• _What this task involves_:
What is needed is an exact copy of all the records, written out in full.

Segment Open

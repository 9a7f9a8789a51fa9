//! Federative unit (state) codes.

use std::fmt;

use serde::{Deserialize, Serialize};

/// Error returned when parsing an invalid state code.
#[derive(Debug, Clone, PartialEq, Eq, thiserror::Error)]
#[error("invalid state code: {reason}")]
pub struct InvalidStateCode {
    reason: &'static str,
}

/// A valid two-letter state abbreviation (e.g. `MG`, `SP`).
///
/// This is the short code sent to the upstream service as `uf`. It is
/// distinct from the internal [`StateId`](super::StateId) used by forms and
/// the record store.
///
/// # Examples
///
/// ```
/// use segment_server::domain::StateCode;
///
/// let mg = StateCode::parse("MG").unwrap();
/// assert_eq!(mg.as_str(), "MG");
///
/// assert!(StateCode::parse("mg").is_err());
/// assert!(StateCode::parse("MGX").is_err());
/// ```
#[derive(Clone, Copy, PartialEq, Eq, Hash, PartialOrd, Ord, Serialize, Deserialize)]
#[serde(try_from = "String", into = "String")]
pub struct StateCode([u8; 2]);

impl StateCode {
    /// Parse a state code. The input must be exactly 2 uppercase ASCII letters.
    pub fn parse(s: &str) -> Result<Self, InvalidStateCode> {
        let bytes = s.as_bytes();

        if bytes.len() != 2 {
            return Err(InvalidStateCode {
                reason: "must be exactly 2 characters",
            });
        }

        if !bytes.iter().all(u8::is_ascii_uppercase) {
            return Err(InvalidStateCode {
                reason: "must be uppercase ASCII letters A-Z",
            });
        }

        Ok(StateCode([bytes[0], bytes[1]]))
    }

    /// Parse after trimming whitespace and uppercasing.
    pub fn parse_normalized(s: &str) -> Result<Self, InvalidStateCode> {
        Self::parse(&s.trim().to_ascii_uppercase())
    }

    /// Returns the code as a string slice.
    pub fn as_str(&self) -> &str {
        // Only ASCII uppercase letters are ever stored.
        std::str::from_utf8(&self.0).unwrap_or("??")
    }
}

impl TryFrom<String> for StateCode {
    type Error = InvalidStateCode;

    fn try_from(value: String) -> Result<Self, Self::Error> {
        Self::parse(&value)
    }
}

impl From<StateCode> for String {
    fn from(code: StateCode) -> Self {
        code.as_str().to_string()
    }
}

impl fmt::Debug for StateCode {
    fn fmt(&self, f: &mut fmt::Formatter<'_>) -> fmt::Result {
        write!(f, "StateCode({})", self.as_str())
    }
}

impl fmt::Display for StateCode {
    fn fmt(&self, f: &mut fmt::Formatter<'_>) -> fmt::Result {
        f.write_str(self.as_str())
    }
}

#[cfg(test)]
mod tests {
    use super::*;

    #[test]
    fn parse_valid() {
        assert!(StateCode::parse("MG").is_ok());
        assert!(StateCode::parse("SP").is_ok());
        assert!(StateCode::parse("DF").is_ok());
    }

    #[test]
    fn reject_lowercase_and_length() {
        assert!(StateCode::parse("mg").is_err());
        assert!(StateCode::parse("Mg").is_err());
        assert!(StateCode::parse("").is_err());
        assert!(StateCode::parse("M").is_err());
        assert!(StateCode::parse("MGS").is_err());
        assert!(StateCode::parse("M1").is_err());
    }

    #[test]
    fn parse_normalized_accepts_lowercase() {
        let code = StateCode::parse_normalized(" rj ").unwrap();
        assert_eq!(code.as_str(), "RJ");
    }

    #[test]
    fn serde_as_plain_string() {
        let code = StateCode::parse("BA").unwrap();
        let json = serde_json::to_string(&code).unwrap();
        assert_eq!(json, "\"BA\"");

        let back: StateCode = serde_json::from_str(&json).unwrap();
        assert_eq!(back, code);

        assert!(serde_json::from_str::<StateCode>("\"bahia\"").is_err());
    }

    #[test]
    fn debug_and_display() {
        let code = StateCode::parse("PR").unwrap();
        assert_eq!(format!("{code}"), "PR");
        assert_eq!(format!("{code:?}"), "StateCode(PR)");
    }
}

Segment Closed

• _Completed task_:
repository 9a7f9a8789a51fa9
//! Federative unit (state) codes.

use std::fmt;

use serde::{Deserialize, Serialize};

/// Error returned when parsing an invalid state code.
#[derive(Debug, Clone, PartialEq, Eq, thiserror::Error)]
#[error("invalid state code: {reason}")]
pub struct InvalidStateCode {
    reason: &'static str,
}

/// A valid two-letter state abbreviation (e.g. `MG`, `SP`).
///
/// This is the short code sent to the upstream service as `uf`. It is
/// distinct from the internal [`StateId`](super::StateId) used by forms and
/// the record store.
///
/// # Examples
///
/// ```
/// use segment_server::domain::StateCode;
///
/// let mg = StateCode::parse("MG").unwrap();
/// assert_eq!(mg.as_str(), "MG");
///
/// assert!(StateCode::parse("mg").is_err());
/// assert!(StateCode::parse("MGX").is_err());
/// ```
#[derive(Clone, Copy, PartialEq, Eq, Hash, PartialOrd, Ord, Serialize, Deserialize)]
#[serde(try_from = "String", into = "String")]
pub struct StateCode([u8; 2]);

impl StateCode {
    /// Parse a state code. The input must be exactly 2 uppercase ASCII letters.
    pub fn parse(s: &str) -> Result<Self, InvalidStateCode> {
        let bytes = s.as_bytes();

        if bytes.len() != 2 {
            return Err(InvalidStateCode {
                reason: "must be exactly 2 characters",
            });
        }

        if !bytes.iter().all(u8::is_ascii_uppercase) {
            return Err(InvalidStateCode {
                reason: "must be uppercase ASCII letters A-Z",
            });
        }

        Ok(StateCode([bytes[0], bytes[1]]))
    }

    /// Parse after trimming whitespace and uppercasing.
    pub fn parse_normalized(s: &str) -> Result<Self, InvalidStateCode> {
        Self::parse(&s.trim().to_ascii_uppercase())
    }

    /// Returns the code as a string slice.
    pub fn as_str(&self) -> &str {
        // Only ASCII uppercase letters are ever stored.
        std::str::from_utf8(&self.0).unwrap_or("??")
    }
}

impl TryFrom<String> for StateCode {
    type Error = InvalidStateCode;

    fn try_from(value: String) -> Result<Self, Self::Error> {
        Self::parse(&value)
    }
}

impl From<StateCode> for String {
    fn from(code: StateCode) -> Self {
        code.as_str().to_string()
    }
}

impl fmt::Debug for StateCode {
    fn fmt(&self, f: &mut fmt::Formatter<'_>) -> fmt::Result {
        write!(f, "StateCode({})", self.as_str())
    }
}

impl fmt::Display for StateCode {
    fn fmt(&self, f: &mut fmt::Formatter<'_>) -> fmt::Result {
        f.write_str(self.as_str())
    }
}

#[cfg(test)]
mod tests {
    use super::*;

    #[test]
    fn parse_valid() {
        assert!(StateCode::parse("MG").is_ok());
        assert!(StateCode::parse("SP").is_ok());
        assert!(StateCode::parse("DF").is_ok());
    }

    #[test]
    fn reject_lowercase_and_length() {
        assert!(StateCode::parse("mg").is_err());
        assert!(StateCode::parse("Mg").is_err());
        assert!(StateCode::parse("").is_err());
        assert!(StateCode::parse("M").is_err());
        assert!(StateCode::parse("MGS").is_err());
        assert!(StateCode::parse("M1").is_err());
    }

    #[test]
    fn parse_normalized_accepts_lowercase() {
        let code = StateCode::parse_normalized(" rj ").unwrap();
        assert_eq!(code.as_str(), "RJ");
    }

    #[test]
    fn serde_as_plain_string() {
        let code = StateCode::parse("BA").unwrap();
        let json = serde_json::to_string(&code).unwrap();
        assert_eq!(json, "\"BA\"");

        let back: StateCode = serde_json::from_str(&json).unwrap();
        assert_eq!(back, code);

        assert!(serde_json::from_str::<StateCode>("\"bahia\"").is_err());
    }

    #[test]
    fn debug_and_display() {
        let code = StateCode::parse("PR").unwrap();
        assert_eq!(format!("{code}"), "PR");
        assert_eq!(format!("{code:?}"), "StateCode(PR)");
    }
}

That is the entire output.